Since it was released, over 3,000 artists have signed on, affirming the decidedly anti-Israel statements made therein. Among them are actress Tilda Swinton, actor Peter Mullen, and comedian Steve Coogan, the New York Post reports.
"We are witnessing a crime and a catastrophe," the letter begins. "Israel has reduced much of Gaza to rubble, and cut off the supply of water, power, food and medicine to 2.3 million Palestinians."
The group claimed that Palestinians "whose grandparents were forced out of their homes at the barrel of a gun are again being told to flee – or face collective punishment on an unimaginable scale."

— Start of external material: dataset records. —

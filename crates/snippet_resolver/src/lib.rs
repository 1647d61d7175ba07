// crates/snippet_resolver/src/lib.rs

//! Resolves `(repository alias, snippet name)` references to formatted
//! fenced code blocks.
//!
//! A [`SnippetResolver`] is built once per documentation build. The first
//! reference to a repository runs the file search and the parser over the
//! whole repository; every later reference to that repository is a map
//! lookup. Nothing is re-scanned until the resolver is [reset] or dropped.
//!
//! [reset]: SnippetResolver::reset

use std::path::Path;

use extract_snippets::{parse_snippet_file, MarkerStrip};
use find_snippet_files::{locate_snippet_files, FileSearch};

mod cache;
mod error;
mod format;
mod registry;

pub use cache::{SnippetCache, SnippetMap};
pub use error::SnippetError;
pub use extract_snippets::Snippet;
pub use format::{fenced_lines, format_snippet, inline_block, FormatMode};
pub use registry::RepositoryRegistry;

pub struct SnippetResolver {
    registry: RepositoryRegistry,
    search: Box<dyn FileSearch>,
    strip: MarkerStrip,
    cache: SnippetCache,
}

impl SnippetResolver {
    pub fn new(registry: RepositoryRegistry, search: Box<dyn FileSearch>) -> Self {
        let cache = SnippetCache::for_aliases(registry.aliases());
        Self {
            registry,
            search,
            strip: MarkerStrip::default(),
            cache,
        }
    }

    pub fn with_marker_strip(mut self, strip: MarkerStrip) -> Self {
        self.strip = strip;
        self
    }

    pub fn registry(&self) -> &RepositoryRegistry {
        &self.registry
    }

    /// Looks up the parsed record for `name` in repository `repo`.
    pub fn snippet(&self, repo: &str, name: &str) -> Result<&Snippet, SnippetError> {
        self.snippets_for(repo)?
            .get(name)
            .ok_or_else(|| SnippetError::unknown_snippet(repo, name))
    }

    /// Looks up `name` in repository `repo` and renders it per `mode`.
    pub fn resolve(&self, repo: &str, name: &str, mode: &FormatMode) -> Result<String, SnippetError> {
        let snippet = self.snippet(repo, name)?;
        tracing::debug!(repo, name, syntax = %snippet.syntax, "resolved code snippet");
        Ok(format_snippet(snippet, mode))
    }

    /// Whether `repo` has already been scanned in this build.
    pub fn is_populated(&self, repo: &str) -> bool {
        self.cache.is_populated(repo)
    }

    /// Drops every cached repository so the next reference scans again.
    pub fn reset(&mut self) {
        self.cache = SnippetCache::for_aliases(self.registry.aliases());
    }

    fn snippets_for(&self, repo: &str) -> Result<&SnippetMap, SnippetError> {
        let unknown = || SnippetError::UnknownRepository(repo.to_string());
        let root = self.registry.root(repo).ok_or_else(unknown)?;
        self.cache
            .get_or_populate(repo, || self.scan_repository(repo, root))
            .ok_or_else(unknown)
    }

    fn scan_repository(&self, repo: &str, root: &Path) -> SnippetMap {
        let files = locate_snippet_files(self.search.as_ref(), root);
        let mut snippets = SnippetMap::new();

        for path in &files {
            let found = match parse_snippet_file(path, self.strip) {
                Ok(found) => found,
                Err(err) => {
                    tracing::warn!(repo, path = %path.display(), error = %err, "skipping unreadable file");
                    continue;
                }
            };
            for snippet in found {
                let name = snippet.name.clone();
                if snippets.insert(name.clone(), snippet).is_some() {
                    tracing::debug!(repo, name = %name, path = %path.display(), "snippet redefined; keeping the later one");
                }
            }
        }

        tracing::info!(
            repo,
            root = %root.display(),
            files = files.len(),
            snippets = snippets.len(),
            "populated snippet cache"
        );
        snippets
    }
}

#[cfg(test)]
mod tests {
    use super::*;
    use find_snippet_files::StaticFileList;

    fn assert_send_sync<T: Send + Sync>() {}

    #[test]
    fn test_resolver_is_shareable_across_threads() {
        assert_send_sync::<SnippetResolver>();
    }

    #[test]
    fn test_unknown_repository_is_reported_before_any_search() {
        let resolver = SnippetResolver::new(
            RepositoryRegistry::new(),
            Box::new(StaticFileList::default()),
        );
        let err = resolver.snippet("missing", "greet").unwrap_err();
        assert_eq!(err, SnippetError::UnknownRepository("missing".to_string()));
        assert!(err.to_string().contains("\"missing\""));
    }
}
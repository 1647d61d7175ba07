// crates/snippet_marker/src/lib.rs

//! Marker syntax shared by the search providers, the parser and the
//! markdown adapters.
//!
//! A snippet is delimited inside a source file by two lines:
//!
//! ```text
//! # code_snippet <id> start <tag>
//! ...
//! # code_snippet <id> end
//! ```
//!
//! Only the `code_snippet ...` tokens are significant; whatever precedes them
//! on the line (usually a comment leader) is ignored.

use once_cell::sync::Lazy;
use regex::Regex;

/// Literal keyword that opens every marker.
pub const MARKER_KEYWORD: &str = "code_snippet";

/// Pattern handed to the external search tool to list candidate files. Looser
/// than [`START_MARKER_RE`]; the parser makes the final decision.
pub const SEARCH_PATTERN: &str = r"code_snippet [\w-]+ start";

/// Start marker with the identifier and tag captured. The trailing newline is
/// part of the marker so that the body starts on the next line.
pub static START_MARKER_RE: Lazy<Regex> = Lazy::new(|| {
    Regex::new(r"code_snippet ([A-Za-z0-9_-]+) start (\w+)\n").expect("valid start marker pattern")
});

/// Compiled form of [`SEARCH_PATTERN`], used by the in-process walker.
pub static SEARCH_RE: Lazy<Regex> =
    Lazy::new(|| Regex::new(SEARCH_PATTERN).expect("valid search pattern"));

/// A hash-comment marker line inside a captured body, including its line
/// ending. Leading whitespace may span preceding blank lines.
pub static MARKER_LINE_RE: Lazy<Regex> = Lazy::new(|| {
    Regex::new(r"(?m)^\s*# code_snippet.*$\n?").expect("valid marker line pattern")
});

/// Builds the end marker text for `id`, e.g. `code_snippet greet end`.
pub fn end_marker(id: &str) -> String {
    format!("{} {} end", MARKER_KEYWORD, id)
}

#[cfg(test)]
mod tests {
    use super::*;

    #[test]
    fn start_marker_captures_id_and_tag() {
        let caps = START_MARKER_RE
            .captures("// code_snippet snippet-name start yaml\nbody")
            .unwrap();
        assert_eq!(&caps[1], "snippet-name");
        assert_eq!(&caps[2], "yaml");
    }

    #[test]
    fn start_marker_requires_newline_after_tag() {
        assert!(!START_MARKER_RE.is_match("# code_snippet a start yaml   \n"));
        assert!(!START_MARKER_RE.is_match("# code_snippet a start yaml"));
    }

    #[test]
    fn search_pattern_matches_start_but_not_end() {
        assert!(SEARCH_RE.is_match("# code_snippet greet start python"));
        assert!(!SEARCH_RE.is_match("# code_snippet greet end"));
    }

    #[test]
    fn end_marker_format() {
        assert_eq!(end_marker("greet"), "code_snippet greet end");
    }

    #[test]
    fn marker_line_matches_indented_hash_comment_only() {
        assert!(MARKER_LINE_RE.is_match("    # code_snippet x end\n"));
        assert!(!MARKER_LINE_RE.is_match("// code_snippet x end\n"));
    }
}
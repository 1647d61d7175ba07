// crates/extract_snippets/src/dedent.rs

/// Removes the leading whitespace common to every non-blank line.
///
/// Lines made only of spaces and tabs are emptied and do not take part in the
/// margin. Tabs and spaces are not interchangeable: `"\t x"` and `"    x"`
/// share no margin.
pub fn dedent(text: &str) -> String {
    let margin = common_margin(text);
    let mut out = String::with_capacity(text.len());

    for line in text.split_inclusive('\n') {
        let (content, ending) = match line.strip_suffix('\n') {
            Some(content) => (content, "\n"),
            None => (line, ""),
        };
        if !is_blank(content) {
            out.push_str(content.strip_prefix(margin).unwrap_or(content));
        }
        out.push_str(ending);
    }
    out
}

fn is_blank(line: &str) -> bool {
    line.chars().all(|c| c == ' ' || c == '\t')
}

fn leading_whitespace(line: &str) -> &str {
    let rest = line.trim_start_matches([' ', '\t']);
    &line[..line.len() - rest.len()]
}

fn common_margin(text: &str) -> &str {
    let mut margin: Option<&str> = None;
    for line in text.split('\n').filter(|line| !is_blank(line)) {
        let indent = leading_whitespace(line);
        margin = Some(match margin {
            None => indent,
            Some(current) => common_prefix(current, indent),
        });
    }
    margin.unwrap_or("")
}

// Margins only ever hold ASCII spaces and tabs, so byte offsets are char
// boundaries.
fn common_prefix<'a>(a: &'a str, b: &str) -> &'a str {
    let len = a
        .bytes()
        .zip(b.bytes())
        .take_while(|(x, y)| x == y)
        .count();
    &a[..len]
}

#[cfg(test)]
mod tests {
    use super::*;

    #[test]
    fn test_removes_common_indent() {
        assert_eq!(dedent("    a\n      b\n    c"), "a\n  b\nc");
    }

    #[test]
    fn test_blank_lines_are_ignored_and_emptied() {
        assert_eq!(dedent("    a\n  \n\n    b\n"), "a\n\n\nb\n");
    }

    #[test]
    fn test_mixed_tabs_and_spaces_share_only_common_prefix() {
        assert_eq!(dedent("\t  a\n\t b"), "  a\n b");
        assert_eq!(dedent("\tx\n    y"), "\tx\n    y");
    }

    #[test]
    fn test_no_indent_is_unchanged() {
        assert_eq!(dedent("a\n  b"), "a\n  b");
    }

    #[test]
    fn test_empty_input() {
        assert_eq!(dedent(""), "");
    }
}
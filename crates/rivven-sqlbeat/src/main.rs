//! rivven-sqlbeat - SQL polling agent
//!
//! Runs the configured queries against MySQL on a fixed period and writes one
//! JSON event per line to stdout. Logs go to stderr.
//!
//! # Usage
//!
//! ```bash
//! # Poll until Ctrl-C
//! rivven-sqlbeat -c sqlbeat.yaml
//!
//! # Check the configuration and print the query plan
//! rivven-sqlbeat -c sqlbeat.yaml validate
//!
//! # Run a single cycle
//! rivven-sqlbeat -c sqlbeat.yaml once
//! ```

use anyhow::{Context, Result};
use clap::{Parser, Subcommand};
use std::path::PathBuf;
use tokio_util::sync::CancellationToken;
use tracing::{info, warn};
use tracing_subscriber::{layer::SubscriberExt, util::SubscriberInitExt, EnvFilter};

use rivven_sqlbeat::beat::Beat;
use rivven_sqlbeat::config::Config;
use rivven_sqlbeat::mysql::MySqlRowSource;
use rivven_sqlbeat::publisher::StdoutPublisher;

#[derive(Parser)]
#[command(name = "rivven-sqlbeat")]
#[command(version, about = "Polls SQL queries and emits the results as telemetry events")]
struct Cli {
    /// Path to configuration file
    #[arg(short, long, default_value = "sqlbeat.yaml")]
    config: PathBuf,

    /// Enable verbose logging
    #[arg(short, long)]
    verbose: bool,

    #[command(subcommand)]
    command: Option<Commands>,
}

#[derive(Subcommand)]
enum Commands {
    /// Poll until interrupted (default)
    Run,
    /// Validate configuration file
    Validate,
    /// Run a single cycle and exit
    Once,
}

#[tokio::main]
async fn main() -> Result<()> {
    let cli = Cli::parse();
    init_logging(cli.verbose);

    let config = Config::from_file(&cli.config)
        .with_context(|| format!("Failed to load config from {}", cli.config.display()))?;

    match cli.command.unwrap_or(Commands::Run) {
        Commands::Run => run(config).await,
        Commands::Validate => validate_config(&config),
        Commands::Once => run_once(config).await,
    }
}

fn init_logging(verbose: bool) {
    let filter = if verbose {
        EnvFilter::new("debug")
    } else {
        EnvFilter::try_from_default_env().unwrap_or_else(|_| EnvFilter::new("info"))
    };

    tracing_subscriber::registry()
        .with(filter)
        .with(
            tracing_subscriber::fmt::layer()
                .with_target(true)
                .with_writer(std::io::stderr),
        )
        .init();
}

async fn run(config: Config) -> Result<()> {
    info!("Starting rivven-sqlbeat");

    let mut beat = Beat::from_config(&config.sqlbeat).context("Invalid sqlbeat settings")?;
    beat.log_plan();

    let source = MySqlRowSource::new(&config.sqlbeat);
    if let Err(e) = source.ping().await {
        warn!(endpoint = %source.endpoint(), error = %e, "database not reachable yet, polling anyway");
    }
    let publisher = StdoutPublisher::new(config.output.format);

    let shutdown = CancellationToken::new();
    tokio::spawn(wait_for_signal(shutdown.clone()));

    beat.run(&source, &publisher, &shutdown).await;

    if let Err(e) = source.disconnect().await {
        warn!(error = %e, "failed to close database connections");
    }
    info!("rivven-sqlbeat stopped");
    Ok(())
}

async fn run_once(config: Config) -> Result<()> {
    let mut beat = Beat::from_config(&config.sqlbeat).context("Invalid sqlbeat settings")?;
    let source = MySqlRowSource::new(&config.sqlbeat);
    let publisher = StdoutPublisher::new(config.output.format);

    let report = beat
        .run_once(&source, &publisher, &CancellationToken::new())
        .await;

    if let Err(e) = source.disconnect().await {
        warn!(error = %e, "failed to close database connections");
    }

    if report.failed_queries() > 0 || report.publish_failures() > 0 {
        anyhow::bail!(
            "{} of {} queries failed, {} events not published",
            report.failed_queries(),
            report.outcomes.len(),
            report.publish_failures()
        );
    }
    Ok(())
}

fn validate_config(config: &Config) -> Result<()> {
    let beat = &config.sqlbeat;
    let descriptors = beat.descriptors()?;

    println!("✓ Configuration valid!\n");

    println!("Connection:");
    println!("  Endpoint: {}:{}", beat.hostname, beat.port);
    println!("  User: {}", beat.username);
    if let Some(db) = beat.database.as_deref().filter(|db| !db.is_empty()) {
        println!("  Database: {}", db);
    }
    println!();

    println!("Polling:");
    println!("  Period: {:?}", beat.period);
    println!("  Delta marker: {}", beat.delta_wildcard);
    println!("  Scalar column: {}", beat.scalar_column);
    println!(
        "  Delta keys: {}",
        if beat.delta_namespace_by_query {
            "per query"
        } else {
            "shared"
        }
    );
    println!();

    println!("Queries ({}):", descriptors.len());
    for (index, query) in descriptors.iter().enumerate() {
        println!("  [{}] {} - {}", index, query.mode, query.text);
    }

    Ok(())
}

async fn wait_for_signal(shutdown: CancellationToken) {
    let ctrl_c = async {
        if let Err(e) = tokio::signal::ctrl_c().await {
            warn!(error = %e, "failed to listen for Ctrl+C");
            std::future::pending::<()>().await;
        }
    };

    #[cfg(unix)]
    let terminate = async {
        match tokio::signal::unix::signal(tokio::signal::unix::SignalKind::terminate()) {
            Ok(mut signal) => {
                signal.recv().await;
            }
            Err(e) => {
                warn!(error = %e, "failed to install SIGTERM handler");
                std::future::pending::<()>().await;
            }
        }
    };

    #[cfg(not(unix))]
    let terminate = std::future::pending::<()>();

    tokio::select! {
        _ = ctrl_c => {
            info!("Received Ctrl+C");
        }
        _ = terminate => {
            info!("Received SIGTERM");
        }
    }
    shutdown.cancel();
}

"Our governments are not only tolerating war crimes but aiding and abetting them," they continued. "There will come a time when they are held to account for their complicity ... We demand that our governments end their military and political support for Israel’s actions. We call for an immediate ceasefire and the opening of Gaza’s crossings to allow humanitarian aid to enter unhindered."
Not mentioned in the lengthy letter are the innocent civilians murdered in Israel by Hamas on October 7, nor the hundreds more who have died since as the result of the group's terrorist attacks.
The letter quickly went viral, catching the attention of prominent British politicians and artists. Former director of Labour Friends of Israel David Mencer, for example, called it "drivel," and told the Telegraph, "I invite this group of misfits and weirdos to rescue their ailing careers and try their chances as artists in Gaza under the Hamas regime."
"I promise to sign a letter when they are locked up and beg for their release," he added.
Culture, Media and Sport Committee member Minister Giles Watling called the situation in the Middle East "very complicated," but noted that, "in this case, it is very important to present both sides of the issue."
"We must absolutely condemn the attacks of Hamas on Israel, yes, but of course, I have great sympathy for the Palestinian people and the suffering they have endured," he said.